#### [Collected data entries]
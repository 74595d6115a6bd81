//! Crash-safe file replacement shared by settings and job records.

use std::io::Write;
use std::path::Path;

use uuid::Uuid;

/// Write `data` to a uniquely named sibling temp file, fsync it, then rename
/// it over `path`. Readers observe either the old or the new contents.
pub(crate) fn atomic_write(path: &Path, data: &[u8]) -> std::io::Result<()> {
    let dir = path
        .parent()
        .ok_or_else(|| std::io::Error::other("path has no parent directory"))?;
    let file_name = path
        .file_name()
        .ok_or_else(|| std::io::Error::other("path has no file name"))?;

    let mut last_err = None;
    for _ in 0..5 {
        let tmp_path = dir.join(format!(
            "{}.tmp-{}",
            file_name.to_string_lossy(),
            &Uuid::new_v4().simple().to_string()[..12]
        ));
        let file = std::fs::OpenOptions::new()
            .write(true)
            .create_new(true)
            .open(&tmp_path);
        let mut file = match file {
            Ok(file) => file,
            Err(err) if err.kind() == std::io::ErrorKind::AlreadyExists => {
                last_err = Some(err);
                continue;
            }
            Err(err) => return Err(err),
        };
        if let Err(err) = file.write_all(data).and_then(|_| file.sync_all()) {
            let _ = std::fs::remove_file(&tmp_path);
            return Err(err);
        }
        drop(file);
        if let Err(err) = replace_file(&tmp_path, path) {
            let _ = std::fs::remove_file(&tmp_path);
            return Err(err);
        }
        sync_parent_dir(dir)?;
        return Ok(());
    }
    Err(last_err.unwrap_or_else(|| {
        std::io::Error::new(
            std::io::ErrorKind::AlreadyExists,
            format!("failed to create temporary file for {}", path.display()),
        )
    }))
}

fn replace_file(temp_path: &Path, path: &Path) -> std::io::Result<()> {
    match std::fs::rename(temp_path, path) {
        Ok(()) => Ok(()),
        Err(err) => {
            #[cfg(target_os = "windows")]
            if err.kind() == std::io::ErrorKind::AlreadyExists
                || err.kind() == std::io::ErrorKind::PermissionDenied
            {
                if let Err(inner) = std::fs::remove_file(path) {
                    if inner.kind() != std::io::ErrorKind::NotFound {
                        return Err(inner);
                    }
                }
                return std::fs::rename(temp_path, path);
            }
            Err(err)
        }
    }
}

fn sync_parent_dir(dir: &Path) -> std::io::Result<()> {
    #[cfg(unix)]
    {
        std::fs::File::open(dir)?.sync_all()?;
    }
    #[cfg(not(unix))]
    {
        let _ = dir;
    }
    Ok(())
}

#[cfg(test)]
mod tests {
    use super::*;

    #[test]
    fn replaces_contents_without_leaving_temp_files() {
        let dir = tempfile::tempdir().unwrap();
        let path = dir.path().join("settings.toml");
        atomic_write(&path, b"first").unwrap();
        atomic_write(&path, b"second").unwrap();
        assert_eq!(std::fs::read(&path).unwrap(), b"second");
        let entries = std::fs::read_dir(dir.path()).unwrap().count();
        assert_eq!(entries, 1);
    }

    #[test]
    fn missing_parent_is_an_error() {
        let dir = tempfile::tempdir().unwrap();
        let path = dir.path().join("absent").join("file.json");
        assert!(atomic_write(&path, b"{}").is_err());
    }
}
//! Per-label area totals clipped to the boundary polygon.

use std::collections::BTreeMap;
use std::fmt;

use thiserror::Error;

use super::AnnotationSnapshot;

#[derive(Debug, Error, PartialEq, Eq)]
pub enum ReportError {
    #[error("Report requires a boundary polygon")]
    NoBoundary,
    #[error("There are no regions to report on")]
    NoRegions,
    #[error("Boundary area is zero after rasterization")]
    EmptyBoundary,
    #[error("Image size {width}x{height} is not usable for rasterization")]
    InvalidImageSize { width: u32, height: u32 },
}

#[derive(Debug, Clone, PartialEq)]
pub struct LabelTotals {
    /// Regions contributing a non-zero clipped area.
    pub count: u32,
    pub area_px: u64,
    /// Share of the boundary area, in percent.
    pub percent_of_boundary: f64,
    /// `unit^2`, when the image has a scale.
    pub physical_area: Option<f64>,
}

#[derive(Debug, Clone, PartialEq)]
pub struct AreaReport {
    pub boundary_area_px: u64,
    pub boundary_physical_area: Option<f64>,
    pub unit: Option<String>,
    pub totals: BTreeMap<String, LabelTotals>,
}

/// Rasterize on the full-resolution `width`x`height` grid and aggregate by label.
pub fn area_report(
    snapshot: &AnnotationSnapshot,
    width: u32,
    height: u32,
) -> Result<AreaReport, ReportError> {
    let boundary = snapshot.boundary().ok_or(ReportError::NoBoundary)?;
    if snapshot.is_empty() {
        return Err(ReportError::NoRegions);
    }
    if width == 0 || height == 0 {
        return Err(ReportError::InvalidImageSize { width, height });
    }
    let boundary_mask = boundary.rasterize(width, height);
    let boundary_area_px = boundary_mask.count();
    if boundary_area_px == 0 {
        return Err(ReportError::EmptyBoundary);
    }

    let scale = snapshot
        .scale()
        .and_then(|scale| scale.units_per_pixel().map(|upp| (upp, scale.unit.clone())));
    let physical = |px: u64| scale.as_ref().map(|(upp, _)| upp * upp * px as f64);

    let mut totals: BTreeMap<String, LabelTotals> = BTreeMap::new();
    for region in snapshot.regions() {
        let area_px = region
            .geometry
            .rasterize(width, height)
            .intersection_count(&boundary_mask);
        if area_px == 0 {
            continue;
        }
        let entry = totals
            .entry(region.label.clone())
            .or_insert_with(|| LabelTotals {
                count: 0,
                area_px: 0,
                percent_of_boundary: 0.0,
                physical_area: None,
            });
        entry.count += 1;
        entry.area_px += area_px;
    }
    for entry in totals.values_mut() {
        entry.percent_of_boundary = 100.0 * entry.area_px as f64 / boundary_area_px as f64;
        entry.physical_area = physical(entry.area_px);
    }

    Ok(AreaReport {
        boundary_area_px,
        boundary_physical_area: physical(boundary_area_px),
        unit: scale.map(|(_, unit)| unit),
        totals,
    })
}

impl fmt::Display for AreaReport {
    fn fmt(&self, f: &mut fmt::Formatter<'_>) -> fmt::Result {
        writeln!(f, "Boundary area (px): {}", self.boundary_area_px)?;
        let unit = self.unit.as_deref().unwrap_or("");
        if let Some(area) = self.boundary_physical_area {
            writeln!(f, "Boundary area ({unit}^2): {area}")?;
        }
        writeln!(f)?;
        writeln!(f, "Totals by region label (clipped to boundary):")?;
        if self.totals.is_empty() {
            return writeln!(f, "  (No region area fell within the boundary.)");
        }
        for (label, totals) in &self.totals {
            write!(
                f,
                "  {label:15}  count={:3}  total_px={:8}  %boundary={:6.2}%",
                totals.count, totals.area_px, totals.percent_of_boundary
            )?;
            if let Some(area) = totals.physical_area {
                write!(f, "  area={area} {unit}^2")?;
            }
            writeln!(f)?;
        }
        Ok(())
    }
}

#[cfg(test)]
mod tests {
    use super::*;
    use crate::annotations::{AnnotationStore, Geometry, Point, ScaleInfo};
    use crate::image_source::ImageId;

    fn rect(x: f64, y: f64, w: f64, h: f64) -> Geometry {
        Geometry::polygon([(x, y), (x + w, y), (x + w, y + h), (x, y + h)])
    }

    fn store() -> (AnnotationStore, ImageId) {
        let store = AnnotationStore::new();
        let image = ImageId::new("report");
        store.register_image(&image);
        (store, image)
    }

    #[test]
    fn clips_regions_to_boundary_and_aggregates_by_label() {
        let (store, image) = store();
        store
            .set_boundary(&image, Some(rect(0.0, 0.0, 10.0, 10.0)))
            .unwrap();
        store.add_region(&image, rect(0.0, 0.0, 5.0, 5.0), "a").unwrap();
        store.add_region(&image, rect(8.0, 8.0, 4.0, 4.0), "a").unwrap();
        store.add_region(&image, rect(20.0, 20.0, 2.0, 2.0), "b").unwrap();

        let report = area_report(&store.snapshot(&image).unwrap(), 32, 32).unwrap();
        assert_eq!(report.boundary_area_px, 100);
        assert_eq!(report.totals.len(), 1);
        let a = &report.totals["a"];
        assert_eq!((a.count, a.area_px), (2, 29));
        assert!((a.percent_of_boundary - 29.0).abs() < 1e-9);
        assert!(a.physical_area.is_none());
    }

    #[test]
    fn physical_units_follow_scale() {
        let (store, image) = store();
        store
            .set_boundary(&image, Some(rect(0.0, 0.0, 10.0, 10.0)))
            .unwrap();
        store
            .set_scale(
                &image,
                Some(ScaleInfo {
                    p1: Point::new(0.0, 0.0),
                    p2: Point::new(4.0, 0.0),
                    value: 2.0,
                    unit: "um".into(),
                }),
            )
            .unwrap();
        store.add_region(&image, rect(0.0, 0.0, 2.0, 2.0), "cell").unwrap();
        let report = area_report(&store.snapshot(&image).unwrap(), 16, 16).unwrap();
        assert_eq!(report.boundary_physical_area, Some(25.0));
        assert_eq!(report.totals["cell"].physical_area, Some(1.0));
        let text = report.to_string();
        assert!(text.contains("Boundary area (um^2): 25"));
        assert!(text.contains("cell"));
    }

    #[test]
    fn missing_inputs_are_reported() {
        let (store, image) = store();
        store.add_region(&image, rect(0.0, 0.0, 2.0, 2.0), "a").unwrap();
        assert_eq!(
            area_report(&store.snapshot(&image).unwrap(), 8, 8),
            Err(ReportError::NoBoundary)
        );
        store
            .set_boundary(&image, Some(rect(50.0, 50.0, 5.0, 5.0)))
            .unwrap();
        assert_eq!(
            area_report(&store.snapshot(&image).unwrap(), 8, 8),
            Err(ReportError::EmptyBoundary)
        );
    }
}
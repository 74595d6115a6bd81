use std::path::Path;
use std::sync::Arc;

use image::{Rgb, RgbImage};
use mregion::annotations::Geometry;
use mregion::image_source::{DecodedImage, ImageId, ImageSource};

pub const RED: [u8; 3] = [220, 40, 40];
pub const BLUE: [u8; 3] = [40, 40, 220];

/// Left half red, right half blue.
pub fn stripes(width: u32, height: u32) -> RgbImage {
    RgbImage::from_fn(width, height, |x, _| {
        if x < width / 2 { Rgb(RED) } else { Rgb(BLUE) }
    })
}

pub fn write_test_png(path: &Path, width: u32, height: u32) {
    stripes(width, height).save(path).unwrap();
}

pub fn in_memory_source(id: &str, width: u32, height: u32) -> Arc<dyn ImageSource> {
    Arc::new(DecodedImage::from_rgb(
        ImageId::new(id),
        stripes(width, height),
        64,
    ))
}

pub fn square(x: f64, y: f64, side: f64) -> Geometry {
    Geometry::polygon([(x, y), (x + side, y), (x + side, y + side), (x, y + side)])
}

* * *

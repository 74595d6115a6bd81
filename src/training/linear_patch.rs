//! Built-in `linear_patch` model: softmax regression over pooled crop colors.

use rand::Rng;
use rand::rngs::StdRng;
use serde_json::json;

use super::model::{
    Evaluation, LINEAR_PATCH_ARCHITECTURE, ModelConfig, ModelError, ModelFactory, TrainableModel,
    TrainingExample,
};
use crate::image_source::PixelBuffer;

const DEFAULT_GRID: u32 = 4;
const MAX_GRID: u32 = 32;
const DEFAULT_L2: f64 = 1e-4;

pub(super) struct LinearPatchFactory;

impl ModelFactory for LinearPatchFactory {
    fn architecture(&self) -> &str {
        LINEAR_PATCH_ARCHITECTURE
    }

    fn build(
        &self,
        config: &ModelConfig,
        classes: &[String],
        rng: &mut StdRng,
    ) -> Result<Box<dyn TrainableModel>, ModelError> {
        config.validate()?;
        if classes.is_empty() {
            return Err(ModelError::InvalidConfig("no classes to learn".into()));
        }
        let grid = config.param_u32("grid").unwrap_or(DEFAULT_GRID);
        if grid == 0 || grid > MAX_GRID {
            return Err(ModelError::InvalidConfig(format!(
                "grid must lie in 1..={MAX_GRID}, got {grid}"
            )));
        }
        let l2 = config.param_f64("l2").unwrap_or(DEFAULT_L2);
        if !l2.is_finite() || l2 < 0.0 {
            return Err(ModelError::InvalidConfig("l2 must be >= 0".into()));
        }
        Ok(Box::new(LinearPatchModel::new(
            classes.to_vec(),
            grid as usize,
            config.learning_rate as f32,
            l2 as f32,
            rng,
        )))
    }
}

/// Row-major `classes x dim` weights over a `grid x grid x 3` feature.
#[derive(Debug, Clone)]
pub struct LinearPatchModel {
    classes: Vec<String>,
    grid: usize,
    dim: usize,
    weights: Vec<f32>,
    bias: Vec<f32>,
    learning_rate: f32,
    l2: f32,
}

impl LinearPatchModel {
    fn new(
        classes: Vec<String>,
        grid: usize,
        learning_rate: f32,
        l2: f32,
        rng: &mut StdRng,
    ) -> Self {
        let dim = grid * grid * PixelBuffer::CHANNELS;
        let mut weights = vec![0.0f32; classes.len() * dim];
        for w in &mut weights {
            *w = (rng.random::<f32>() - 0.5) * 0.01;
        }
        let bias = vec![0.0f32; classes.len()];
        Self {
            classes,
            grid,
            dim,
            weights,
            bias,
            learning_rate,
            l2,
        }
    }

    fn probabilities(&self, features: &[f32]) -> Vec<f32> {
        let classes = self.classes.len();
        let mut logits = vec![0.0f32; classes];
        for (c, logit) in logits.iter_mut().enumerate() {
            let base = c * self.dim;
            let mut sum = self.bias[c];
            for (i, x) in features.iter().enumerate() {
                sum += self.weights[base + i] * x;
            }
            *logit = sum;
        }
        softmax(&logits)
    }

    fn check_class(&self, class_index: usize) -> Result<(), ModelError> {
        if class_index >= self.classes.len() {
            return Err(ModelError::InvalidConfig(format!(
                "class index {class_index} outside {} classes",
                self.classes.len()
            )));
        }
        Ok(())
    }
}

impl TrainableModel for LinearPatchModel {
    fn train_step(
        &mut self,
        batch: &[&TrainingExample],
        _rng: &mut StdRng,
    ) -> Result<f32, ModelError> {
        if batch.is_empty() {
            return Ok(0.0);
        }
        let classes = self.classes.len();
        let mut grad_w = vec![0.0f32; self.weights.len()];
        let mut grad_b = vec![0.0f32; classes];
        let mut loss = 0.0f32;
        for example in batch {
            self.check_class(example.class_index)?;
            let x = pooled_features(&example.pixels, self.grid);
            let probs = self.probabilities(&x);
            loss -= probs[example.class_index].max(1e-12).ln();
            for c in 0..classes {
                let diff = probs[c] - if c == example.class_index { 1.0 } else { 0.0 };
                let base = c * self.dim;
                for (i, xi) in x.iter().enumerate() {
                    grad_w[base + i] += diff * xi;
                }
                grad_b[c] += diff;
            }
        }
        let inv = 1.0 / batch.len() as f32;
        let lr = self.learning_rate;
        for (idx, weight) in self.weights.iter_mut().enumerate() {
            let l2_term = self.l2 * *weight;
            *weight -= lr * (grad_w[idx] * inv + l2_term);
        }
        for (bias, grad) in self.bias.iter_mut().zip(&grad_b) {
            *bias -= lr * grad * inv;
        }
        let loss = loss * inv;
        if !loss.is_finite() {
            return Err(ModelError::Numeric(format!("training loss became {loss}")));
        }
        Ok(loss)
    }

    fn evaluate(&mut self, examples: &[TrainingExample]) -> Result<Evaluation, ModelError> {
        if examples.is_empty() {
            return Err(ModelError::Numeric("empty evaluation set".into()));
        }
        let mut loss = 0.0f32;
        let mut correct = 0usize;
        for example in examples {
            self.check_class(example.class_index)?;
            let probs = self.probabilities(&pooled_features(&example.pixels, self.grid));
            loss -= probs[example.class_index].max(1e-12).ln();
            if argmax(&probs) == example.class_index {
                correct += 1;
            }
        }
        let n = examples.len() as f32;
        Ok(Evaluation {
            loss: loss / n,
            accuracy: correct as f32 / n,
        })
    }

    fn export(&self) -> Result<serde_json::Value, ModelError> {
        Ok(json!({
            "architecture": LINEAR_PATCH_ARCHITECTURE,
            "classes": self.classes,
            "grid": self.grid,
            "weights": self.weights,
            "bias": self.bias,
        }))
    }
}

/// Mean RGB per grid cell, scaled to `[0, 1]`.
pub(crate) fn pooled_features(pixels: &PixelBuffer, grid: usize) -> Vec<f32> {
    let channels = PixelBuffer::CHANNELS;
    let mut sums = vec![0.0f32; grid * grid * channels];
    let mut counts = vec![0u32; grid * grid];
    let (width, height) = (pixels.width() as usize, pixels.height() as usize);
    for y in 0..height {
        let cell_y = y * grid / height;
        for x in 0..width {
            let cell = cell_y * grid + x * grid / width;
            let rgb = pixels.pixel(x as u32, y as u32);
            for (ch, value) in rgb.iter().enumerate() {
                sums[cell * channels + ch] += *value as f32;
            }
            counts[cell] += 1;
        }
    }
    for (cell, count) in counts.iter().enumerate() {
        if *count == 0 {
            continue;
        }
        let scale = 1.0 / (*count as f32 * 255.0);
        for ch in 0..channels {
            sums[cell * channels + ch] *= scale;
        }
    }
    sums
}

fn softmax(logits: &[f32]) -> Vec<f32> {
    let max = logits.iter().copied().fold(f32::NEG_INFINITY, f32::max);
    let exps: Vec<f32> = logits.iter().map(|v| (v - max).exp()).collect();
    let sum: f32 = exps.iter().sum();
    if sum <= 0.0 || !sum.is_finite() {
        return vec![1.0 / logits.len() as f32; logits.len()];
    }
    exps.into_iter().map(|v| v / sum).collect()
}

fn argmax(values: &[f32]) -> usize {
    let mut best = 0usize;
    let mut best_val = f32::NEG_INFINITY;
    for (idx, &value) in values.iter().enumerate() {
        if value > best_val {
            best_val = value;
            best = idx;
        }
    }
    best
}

#### [Exercise details]
Each line above that contains the word "mregion" should be returned.

#### [Result of this task]
use mregion::annotations::Geometry;
use mregion::image_source::{DecodedImage, ImageId, ImageSource};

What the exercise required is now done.